Los ‘grandes’ se fueron a las pesas y los ‘pequeños’ arrancaron con el tiro. Un total de 50 tiros de dos, otros tantos triples y los mismos tiros libres cada en tandas de diez. Y su resultado había que comunicarlo al entrenador ayudante Joaquín Ruiz Lorente para que lo apuntara en su ordenador portátil. Ninguna gran novedad, ya que como se supo a posteriori ese control ya se llevaba en la época Segura.

Sin embargo Angulo se caracteriza por hablar mucho con sus pupilos. Ya lo hacía siendo jugador y ahora como ‘jefe’ mantiene esa filosofía. "Tiros de partido, no quiero que tiréis por tirar", apuntaba a sus chicos del perímetro poco antes de corregir pequeños detalles en la mecánica de lanzamiento o de pase de alguno de ellos.

En cuanto a la puntería hubo un poco de todo, aunque es verdad que los errores se lamentaban en voz alta, mientras que alguna serie de diez de diez se señalaba a la mesa con las dos manos abiertas, sin estridencias.

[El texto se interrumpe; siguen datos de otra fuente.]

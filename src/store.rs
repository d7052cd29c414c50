//! CSV-file-backed time series store
//!
//! Two instances back the pipeline: the actuals store (`cpu_usage` column)
//! written by the collector, and the forecast store (`predicted_cpu_usage`
//! column) written by the forecaster. The file is the sole source of truth
//! across restarts: every successful append is flushed before the call
//! returns, and a store that does not yet exist is created empty with a
//! header row. Readers skip malformed or partially flushed records instead
//! of failing the whole load.

use chrono::{DateTime, Duration, NaiveDateTime, TimeZone, Utc};
use std::collections::BTreeMap;
use std::fs::OpenOptions;
use std::path::{Path, PathBuf};
use tracing::warn;

use crate::error::{PipelineError, Result};
use crate::series::{Sample, TimeSeries};

/// Value column of the actuals store.
pub const ACTUALS_COLUMN: &str = "cpu_usage";
/// Value column of the forecast store.
pub const FORECAST_COLUMN: &str = "predicted_cpu_usage";

const TIMESTAMP_FORMAT: &str = "%Y-%m-%d %H:%M:%S";

/// Append-oriented store keyed by timestamp, persisted as delimited text.
#[derive(Debug)]
pub struct TimeSeriesStore {
    path: PathBuf,
    value_column: String,
    samples: BTreeMap<DateTime<Utc>, f64>,
}

impl TimeSeriesStore {
    /// Open a store file, creating it (header included) when missing.
    pub fn open<P: AsRef<Path>>(path: P, value_column: &str) -> Result<Self> {
        let path = path.as_ref().to_path_buf();
        let mut samples = BTreeMap::new();

        if path.exists() {
            let mut reader = csv::ReaderBuilder::new().flexible(true).from_path(&path)?;
            for record in reader.records() {
                let record = match record {
                    Ok(record) => record,
                    Err(err) => {
                        warn!(path = %path.display(), error = %err, "skipping unreadable record");
                        continue;
                    }
                };
                match parse_record(&record) {
                    Some((timestamp, value)) => {
                        samples.insert(timestamp, value);
                    }
                    None => {
                        warn!(path = %path.display(), row = ?record, "skipping malformed record");
                    }
                }
            }
        } else {
            if let Some(parent) = path.parent() {
                if !parent.as_os_str().is_empty() {
                    std::fs::create_dir_all(parent)?;
                }
            }
            let mut writer = csv::Writer::from_path(&path)?;
            writer.write_record(["timestamp", value_column])?;
            writer.flush()?;
        }

        Ok(Self {
            path,
            value_column: value_column.to_string(),
            samples,
        })
    }

    pub fn path(&self) -> &Path {
        &self.path
    }

    pub fn len(&self) -> usize {
        self.samples.len()
    }

    pub fn is_empty(&self) -> bool {
        self.samples.is_empty()
    }

    pub fn latest_timestamp(&self) -> Option<DateTime<Utc>> {
        self.samples.keys().next_back().copied()
    }

    /// Insert one sample. A sample already present at the exact same
    /// timestamp is replaced by the new value, which keeps re-polls
    /// idempotent. The write is flushed before returning.
    pub fn append(&mut self, sample: Sample) -> Result<()> {
        if !sample.value.is_finite() {
            return Err(PipelineError::InvalidValue(format!(
                "refusing to persist non-finite value at {}",
                sample.timestamp
            )));
        }

        let is_tail = self
            .samples
            .keys()
            .next_back()
            .map_or(true, |last| sample.timestamp > *last);
        let replaced = self
            .samples
            .insert(sample.timestamp, sample.value)
            .is_some();

        if replaced || !is_tail {
            // Replacement or out-of-order insert: the file is rewritten so it
            // stays ordered with one row per timestamp.
            self.rewrite()
        } else {
            let file = OpenOptions::new().append(true).open(&self.path)?;
            let mut writer = csv::WriterBuilder::new()
                .has_headers(false)
                .from_writer(file);
            writer.write_record(&[
                format_timestamp(sample.timestamp),
                sample.value.to_string(),
            ])?;
            writer.flush()?;
            Ok(())
        }
    }

    /// All samples with `from <= timestamp <= to`, ascending.
    pub fn read_range(&self, from: DateTime<Utc>, to: DateTime<Utc>) -> Vec<Sample> {
        self.samples
            .range(from..=to)
            .map(|(&timestamp, &value)| Sample { timestamp, value })
            .collect()
    }

    /// The full store content as an ordered series.
    pub fn series(&self) -> TimeSeries {
        TimeSeries::new(
            self.samples
                .iter()
                .map(|(&timestamp, &value)| Sample { timestamp, value })
                .collect(),
        )
    }

    /// Bucket means over `interval` with forward-filled interior gaps.
    pub fn resample(&self, interval: Duration) -> TimeSeries {
        self.series().resample(interval)
    }

    /// Overlap resolution for a new forecast horizon: every stored sample at
    /// or after the horizon's first timestamp is discarded and replaced by
    /// the horizon, while samples strictly before it are kept. The result is
    /// rewritten durably.
    pub fn merge_horizon(&mut self, horizon: &[Sample]) -> Result<()> {
        let first = match horizon.first() {
            Some(sample) => sample.timestamp,
            None => return Ok(()),
        };
        validate_finite(horizon)?;

        self.samples.split_off(&first);
        for sample in horizon {
            self.samples.insert(sample.timestamp, sample.value);
        }
        self.rewrite()
    }

    /// Full-overwrite save: the store becomes exactly `samples`.
    pub fn replace_all(&mut self, samples: &[Sample]) -> Result<()> {
        validate_finite(samples)?;
        self.samples.clear();
        for sample in samples {
            self.samples.insert(sample.timestamp, sample.value);
        }
        self.rewrite()
    }

    fn rewrite(&self) -> Result<()> {
        let mut writer = csv::Writer::from_path(&self.path)?;
        writer.write_record(["timestamp", self.value_column.as_str()])?;
        for (&timestamp, &value) in &self.samples {
            writer.write_record(&[format_timestamp(timestamp), value.to_string()])?;
        }
        writer.flush()?;
        Ok(())
    }
}

fn validate_finite(samples: &[Sample]) -> Result<()> {
    for sample in samples {
        if !sample.value.is_finite() {
            return Err(PipelineError::InvalidValue(format!(
                "refusing to persist non-finite value at {}",
                sample.timestamp
            )));
        }
    }
    Ok(())
}

fn parse_record(record: &csv::StringRecord) -> Option<(DateTime<Utc>, f64)> {
    let timestamp = parse_timestamp(record.get(0)?)?;
    let value: f64 = record.get(1)?.trim().parse().ok()?;
    if !value.is_finite() {
        return None;
    }
    Some((timestamp, value))
}

fn parse_timestamp(raw: &str) -> Option<DateTime<Utc>> {
    let raw = raw.trim();
    if let Ok(naive) = NaiveDateTime::parse_from_str(raw, TIMESTAMP_FORMAT) {
        return Some(Utc.from_utc_datetime(&naive));
    }
    if let Ok(parsed) = DateTime::parse_from_rfc3339(raw) {
        return Some(parsed.with_timezone(&Utc));
    }
    // Sub-second timestamps written by other tooling
    if let Ok(naive) = NaiveDateTime::parse_from_str(raw, "%Y-%m-%d %H:%M:%S%.f") {
        return Some(Utc.from_utc_datetime(&naive));
    }
    None
}

fn format_timestamp(timestamp: DateTime<Utc>) -> String {
    timestamp.format(TIMESTAMP_FORMAT).to_string()
}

Luego, algún ejercicio más entre los exteriores para mejorar sus movimientos por parejas, como si fueran situaciones reales del juego. "Pensad que hay un defensor aquí", "no pases en el aire", "mejor a una mano que con las dos", eran algunas de las frases que se le escuchaban desde la distancia al técnico aragonés.

Más tarde llegó el intercambio de tareas y los pívots accedieron a la cancha. Tras sus decenas de tiros contabilizados, Angulo demostró su interés en que sus hombres altos anoten con facilidad bajo el aro y saquen el mayor provecho posible a sus movimientos.

Mandó a los grandes a la línea de fondo y les hacía encestar tras recibir un pase pero sin botar el balón (motivo por el que los altos suelen perder la bola). "Abre las piernas y gana espacio", "pasa el balón por encima de tu defensor para que no te la pueda quitar", "tírate hacia mí forzando la falta", repetía en esta ocasión. Y reconocía el trabajo bien hecho con escuetos "bien" o "nice" cuando se refería a Zizic.

Seriedad, intensidad y diálogo parecen las armas de un Alberto Angulo que de momento no ha variado casi nada la rutina de trabajo. Pero solo acaba de llegar y lo que sí que ha podido cambiar es la mentalidad de sus chicos. Pronto se verá.